Brandywine, MD - The state of Maryland is facing a federal civil rights complaint over approval of a gas-fired power plant in Brandywine. Earthjustice said the state is required under Title VI to consider whether there would be an "unjustified and unequal" impact on the basis of race.

Neal Gormley, senior associate attorney with Earthjustice, said that law was violated.

"The Maryland agencies that decided that this plant should be built are putting a bunch of pollution sources into a community that's 75 percent black, while whiter communities get cleaner air," he said.

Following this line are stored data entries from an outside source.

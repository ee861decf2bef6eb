//! Upload module
//!
//! Request/response types and the [`ImageUploader`] seam. The imgbb HTTP
//! implementation lives in [`imgbb`].

use bytes::Bytes;
use chrono::{DateTime, Utc};
use serde::Serialize;
use std::path::{Path, PathBuf};
use thiserror::Error;

pub mod imgbb;

pub use imgbb::{ImgbbClient, ImgbbClientBuilder};

/// Public imgbb v1 upload endpoint
pub const DEFAULT_ENDPOINT: &str = "https://api.imgbb.com/1/upload";

/// Shortest expiration imgbb accepts, in seconds
pub const MIN_EXPIRATION_SECS: u64 = 60;

/// Longest expiration imgbb accepts (180 days), in seconds
pub const MAX_EXPIRATION_SECS: u64 = 15_552_000;

/// Upload errors
#[derive(Error, Debug)]
pub enum UploadError {
    /// Request rejected locally, before any I/O
    #[error("Validation error: {0}")]
    Validation(String),

    /// Endpoint answered with a failure status or an unusable payload
    #[error("Remote error: {0}")]
    Remote(String),

    #[error("HTTP error: {0}")]
    Http(#[from] reqwest::Error),

    #[error("IO error: {0}")]
    Io(#[from] std::io::Error),
}

impl UploadError {
    /// Label used for metrics and logs
    pub fn kind(&self) -> &'static str {
        match self {
            UploadError::Validation(_) => "validation",
            UploadError::Remote(_) => "remote",
            UploadError::Http(_) => "http",
            UploadError::Io(_) => "io",
        }
    }
}

/// Where the image bytes come from
#[derive(Debug, Clone, PartialEq)]
pub enum ImageSource {
    /// Local file, read at upload time
    Path(PathBuf),
    /// Raw image bytes
    Bytes(Bytes),
    /// Image already encoded as base64
    Base64(String),
    /// Remote image imgbb fetches itself
    Url(String),
}

impl ImageSource {
    fn is_empty(&self) -> bool {
        match self {
            ImageSource::Path(path) => path.as_os_str().is_empty(),
            ImageSource::Bytes(bytes) => bytes.is_empty(),
            ImageSource::Base64(s) | ImageSource::Url(s) => s.trim().is_empty(),
        }
    }

    fn kind(&self) -> &'static str {
        match self {
            ImageSource::Path(_) => "path",
            ImageSource::Bytes(_) => "bytes",
            ImageSource::Base64(_) => "base64",
            ImageSource::Url(_) => "url",
        }
    }
}

impl From<PathBuf> for ImageSource {
    fn from(path: PathBuf) -> Self {
        ImageSource::Path(path)
    }
}

impl From<&Path> for ImageSource {
    fn from(path: &Path) -> Self {
        ImageSource::Path(path.to_path_buf())
    }
}

impl From<Bytes> for ImageSource {
    fn from(bytes: Bytes) -> Self {
        ImageSource::Bytes(bytes)
    }
}

impl From<Vec<u8>> for ImageSource {
    fn from(bytes: Vec<u8>) -> Self {
        ImageSource::Bytes(Bytes::from(bytes))
    }
}

/// Optional metadata for an upload
#[derive(Debug, Clone, Default, PartialEq)]
pub struct UploadOptions {
    pub name: Option<String>,
    /// Seconds until imgbb deletes the image
    pub expiration: Option<u64>,
}

/// A complete upload request
///
/// Every field is optional so that incomplete requests can be represented
/// and rejected by [`UploadRequest::validate`] instead of at construction.
#[derive(Debug, Clone, Default, PartialEq)]
pub struct UploadRequest {
    pub api_key: Option<String>,
    pub image: Option<ImageSource>,
    pub name: Option<String>,
    pub expiration: Option<u64>,
}

impl UploadRequest {
    pub fn new(api_key: impl Into<String>, image: impl Into<ImageSource>) -> Self {
        Self {
            api_key: Some(api_key.into()),
            image: Some(image.into()),
            name: None,
            expiration: None,
        }
    }

    pub fn name(mut self, name: impl Into<String>) -> Self {
        self.name = Some(name.into());
        self
    }

    pub fn expiration(mut self, seconds: u64) -> Self {
        self.expiration = Some(seconds);
        self
    }

    pub fn with_options(mut self, options: UploadOptions) -> Self {
        if options.name.is_some() {
            self.name = options.name;
        }
        if options.expiration.is_some() {
            self.expiration = options.expiration;
        }
        self
    }

    /// Check the request without touching the filesystem or the network
    pub fn validate(&self) -> Result<(), UploadError> {
        match self.api_key.as_deref() {
            Some(key) if !key.trim().is_empty() => {}
            _ => return Err(UploadError::Validation("API key is required".into())),
        }

        match &self.image {
            Some(image) if !image.is_empty() => {}
            Some(image) => {
                return Err(UploadError::Validation(format!(
                    "Image source ({}) is empty",
                    image.kind()
                )))
            }
            None => return Err(UploadError::Validation("Image source is required".into())),
        }

        if let Some(name) = &self.name {
            if name.trim().is_empty() {
                return Err(UploadError::Validation(
                    "Image name cannot be blank when provided".into(),
                ));
            }
        }

        if let Some(expiration) = self.expiration {
            if !(MIN_EXPIRATION_SECS..=MAX_EXPIRATION_SECS).contains(&expiration) {
                return Err(UploadError::Validation(format!(
                    "Expiration {} out of range: must be between {} and {} seconds",
                    expiration, MIN_EXPIRATION_SECS, MAX_EXPIRATION_SECS
                )));
            }
        }

        Ok(())
    }
}

/// Result of a successful upload
#[derive(Debug, Clone, PartialEq, Serialize)]
pub struct UploadResponse {
    pub id: String,
    /// Direct link to the image
    pub url: String,
    pub display_url: Option<String>,
    pub delete_url: Option<String>,
    pub size: u64,
    pub name: String,
    pub mime: Option<String>,
    /// `None` when the image never expires
    pub expiration: Option<u64>,
    pub uploaded_at: Option<DateTime<Utc>>,
}

/// Image uploader trait
#[async_trait::async_trait]
pub trait ImageUploader: Send + Sync {
    /// Upload using a request bundle
    async fn upload_request(&self, request: UploadRequest) -> Result<UploadResponse, UploadError>;

    /// Upload with positional arguments
    async fn upload(
        &self,
        api_key: &str,
        image: ImageSource,
        options: Option<UploadOptions>,
    ) -> Result<UploadResponse, UploadError> {
        let request = UploadRequest::new(api_key, image).with_options(options.unwrap_or_default());
        self.upload_request(request).await
    }
}
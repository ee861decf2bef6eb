//! Test Generator Integration Tests
//!
//! Runs the full discover/rewrite/write/count pipeline on temporary trees.

use imgbb_uploadr::codegen::{Codegen, CodegenError};
use imgbb_uploadr::config::CodegenConfig;
use std::path::Path;
use tempfile::TempDir;

const REQUIRE_FIXTURE: &str = include_str!("fixtures/imgbbUploaderRequire.test.js");
const IMPORT_FIXTURE: &str = include_str!("fixtures/imgbbUploaderImport.test.js");

/// Helper to build a generator over `root`
fn create_codegen(root: &Path, ignore: &[&str]) -> Codegen {
    let config = CodegenConfig {
        tests_dir: root.to_path_buf(),
        ignore: ignore.iter().map(|s| s.to_string()).collect(),
        ..Default::default()
    };
    Codegen::new(config).unwrap()
}

fn write(root: &Path, relative: &str, content: &str) {
    let path = root.join(relative);
    if let Some(parent) = path.parent() {
        std::fs::create_dir_all(parent).unwrap();
    }
    std::fs::write(path, content).unwrap();
}

fn tests_tree() -> TempDir {
    let dir = tempfile::tempdir().unwrap();
    write(dir.path(), "imgbbUploaderRequire.test.js", REQUIRE_FIXTURE);
    write(dir.path(), "codegen.js", "const { writeFile } = require(\"fs/promises\");\n");
    write(dir.path(), "images/imagePath.js", "module.exports = __dirname;\n");
    dir
}

mod tests {
    use super::*;

    #[tokio::test]
    async fn test_generates_import_variant() {
        let dir = tests_tree();
        let codegen = create_codegen(dir.path(), &["codegen.js", "imagePath.js"]);

        let report = codegen.run().await.unwrap();

        assert_eq!(report.files.len(), 1);
        let generated =
            std::fs::read_to_string(dir.path().join("import/imgbbUploaderRequire.test.js"))
                .unwrap();
        assert_eq!(generated, IMPORT_FIXTURE);
        assert_eq!(report.files[0].content, IMPORT_FIXTURE);
        assert_eq!(report.files[0].stats.config_loads, 1);
        assert_eq!(report.files[0].stats.binding_loads, 4);
        assert_eq!(report.files[0].stats.tagged_descriptions, 2);
    }

    #[tokio::test]
    async fn test_ignored_files_not_generated() {
        let dir = tests_tree();
        let codegen = create_codegen(dir.path(), &["codegen.js", "imagePath.js"]);

        codegen.run().await.unwrap();

        assert!(!dir.path().join("import/codegen.js").exists());
        assert!(!dir.path().join("import/imagePath.js").exists());
    }

    #[tokio::test]
    async fn test_jest_config_extends_ignore_list() {
        let dir = tests_tree();
        let jest_config = dir.path().join("jestconfig.json");
        std::fs::write(
            &jest_config,
            r#"{"testPathIgnorePatterns": ["<rootDir>/src/__tests__/codegen.js", "<rootDir>/src/__tests__/images/imagePath.js"]}"#,
        )
        .unwrap();

        let config = CodegenConfig {
            tests_dir: dir.path().to_path_buf(),
            jest_config: Some(jest_config),
            // jestconfig.json itself contains ".js"
            ignore: vec!["jestconfig.json".into()],
            ..Default::default()
        };
        let report = Codegen::new(config).unwrap().run().await.unwrap();

        let names: Vec<String> = report
            .files
            .iter()
            .map(|f| f.destination.file_name().unwrap().to_string_lossy().into_owned())
            .collect();
        assert_eq!(names, vec!["imgbbUploaderRequire.test.js".to_string()]);
    }

    #[tokio::test]
    async fn test_longest_loc_is_maximum() {
        let dir = tempfile::tempdir().unwrap();
        let counts = [3usize, 17, 1, 9, 17, 0];
        for (i, lines) in counts.iter().enumerate() {
            write(dir.path(), &format!("f{}.test.js", i), &"x;\n".repeat(*lines));
        }

        let config = CodegenConfig {
            tests_dir: dir.path().to_path_buf(),
            max_concurrency: 2,
            ..Default::default()
        };
        let report = Codegen::new(config).unwrap().run().await.unwrap();

        assert_eq!(report.files.len(), counts.len());
        assert_eq!(report.longest_loc, 17);
        for file in &report.files {
            let on_disk = std::fs::read_to_string(&file.destination).unwrap();
            assert_eq!(file.line_count, on_disk.matches('\n').count());
        }
    }

    #[tokio::test]
    async fn test_rerun_overwrites_and_skips_output_dir() {
        let dir = tests_tree();
        let codegen = create_codegen(dir.path(), &["codegen.js", "imagePath.js"]);
        let destination = dir.path().join("import/imgbbUploaderRequire.test.js");

        codegen.run().await.unwrap();
        std::fs::write(&destination, "stale").unwrap();
        let report = codegen.run().await.unwrap();

        assert_eq!(report.files.len(), 1, "generated files are not rediscovered");
        assert_eq!(std::fs::read_to_string(&destination).unwrap(), IMPORT_FIXTURE);
    }

    #[tokio::test]
    async fn test_nested_files_flattened_into_output() {
        let dir = tempfile::tempdir().unwrap();
        write(dir.path(), "nested/deep/upload.test.js", "test(\"nested\", () => {});\n");

        let report = create_codegen(dir.path(), &[]).run().await.unwrap();

        let destination = dir.path().join("import/upload.test.js");
        assert_eq!(report.files[0].destination, destination);
        assert_eq!(
            std::fs::read_to_string(destination).unwrap(),
            "test(\"ESM: nested\", () => {});\n"
        );
    }

    #[tokio::test]
    async fn test_failure_fails_run_but_keeps_other_output() {
        let dir = tempfile::tempdir().unwrap();
        write(dir.path(), "good.test.js", "test(\"ok\", () => {});\n");
        // Invalid UTF-8 cannot be read as text
        std::fs::write(dir.path().join("bad.test.js"), [0xFF, 0xFE, 0x00, 0xC3]).unwrap();

        let result = create_codegen(dir.path(), &[]).run().await;

        match result {
            Err(CodegenError::Io { path, .. }) => assert!(path.ends_with("bad.test.js")),
            other => panic!("Expected IO error, got {:?}", other.map(|r| r.longest_loc)),
        }
        assert!(dir.path().join("import/good.test.js").exists());
    }

    #[tokio::test]
    async fn test_missing_tests_dir_fails() {
        let dir = tempfile::tempdir().unwrap();
        let result = create_codegen(&dir.path().join("absent"), &[]).run().await;
        assert!(matches!(result, Err(CodegenError::Io { .. })));
    }

    #[tokio::test]
    async fn test_empty_tree_reports_zero() {
        let dir = tempfile::tempdir().unwrap();
        let report = create_codegen(dir.path(), &[]).run().await.unwrap();
        assert!(report.files.is_empty());
        assert_eq!(report.longest_loc, 0);
    }
}
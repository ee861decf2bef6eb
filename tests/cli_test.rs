//! CLI tests for the imgbb-uploadr binary

use assert_cmd::Command;
use predicates::prelude::*;

fn cli() -> Command {
    let mut cmd = Command::cargo_bin("imgbb-uploadr").unwrap();
    cmd.env_remove("API_KEY").env_remove("RUST_LOG");
    cmd
}

#[test]
fn test_codegen_reports_longest_loc() {
    let dir = tempfile::tempdir().unwrap();
    std::fs::write(
        dir.path().join("a.test.js"),
        "const lib = require(\"../lib/cjs\");\ntest(\"a\", () => {});\n",
    )
    .unwrap();
    std::fs::write(dir.path().join("codegen.js"), "// generator\n").unwrap();

    cli()
        .current_dir(dir.path())
        .args(["codegen", "--tests-dir", ".", "--ignore", "codegen.js"])
        .assert()
        .success()
        .stdout(predicate::str::contains("Longest LOC: 2"));

    let generated = std::fs::read_to_string(dir.path().join("import/a.test.js")).unwrap();
    assert_eq!(
        generated,
        "import lib from \"../lib/esm\";\ntest(\"ESM: a\", () => {});\n"
    );
    assert!(!dir.path().join("import/codegen.js").exists());
}

#[test]
fn test_codegen_missing_dir_exits_non_zero() {
    let dir = tempfile::tempdir().unwrap();
    cli()
        .current_dir(dir.path())
        .args(["codegen", "--tests-dir", "does-not-exist"])
        .assert()
        .failure()
        .stderr(predicate::str::contains("does-not-exist"));
}

#[test]
fn test_upload_without_api_key_fails_validation() {
    let dir = tempfile::tempdir().unwrap();
    cli()
        .current_dir(dir.path())
        .args(["upload", "cat.jpg", "--endpoint", "http://127.0.0.1:9/1/upload"])
        .assert()
        .failure()
        .stderr(predicate::str::contains("API key is required"));
}

#[test]
fn test_upload_requires_an_image() {
    cli()
        .args(["upload", "--api-key", "abc"])
        .assert()
        .failure();
}

#[test]
fn test_help_lists_subcommands() {
    cli()
        .arg("--help")
        .assert()
        .success()
        .stdout(predicate::str::contains("upload"))
        .stdout(predicate::str::contains("codegen"));
}
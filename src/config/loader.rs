//! Configuration loader with environment variable expansion

use super::{expand_env_vars, Config, ConfigError};
use std::path::Path;

/// Configuration loader
pub struct ConfigLoader;

impl ConfigLoader {
    /// Load configuration from a file
    pub fn load<P: AsRef<Path>>(path: P) -> Result<Config, ConfigError> {
        let content = std::fs::read_to_string(path)?;
        Self::parse(&content)
    }

    /// Parse configuration from YAML text, expanding `${VAR}` placeholders first
    pub fn parse(content: &str) -> Result<Config, ConfigError> {
        let expanded = expand_env_vars(content);
        let config: Config = serde_yaml::from_str(&expanded)?;
        config.validate()?;
        Ok(config)
    }
}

The power plant would be built by Mattawoman Energy, which bills it as a clean natural-gas plant that would power hundreds of thousands of homes. The complaint was filed with the offices of civil rights at the U.S. Environmental Protections Agency and the U.S. Department of Transportation.

Gormley said residents weren't adequately informed about plans to build the 990-megawatt plant.

"There are multiple power plants, all being planned to be built simultaneously in this community, for a total of five large fossil-fuel-fired power plants in the area of this one town," he added. "So people in the local community were confused, to be honest, as anyone would be, and couldn't really keep track of all these different projects."

The complaint was filed on behalf of Brandywine TB Coalition and Patuxent RiverKeeper.

Gormley said they're worried about pollution, traffic, depressed property values and health.

"Prince George's County already has unhealthy air," he added. "It violates national standards for ozone pollution, ground-level ozone, which is well understood to contribute to asthma, other respiratory problems and even premature death."

One in six black children has asthma, the highest of any racial group in the United States. The Maryland Department of Health said African-Americans in the state are nearly 2.5 times more likely to die from asthma.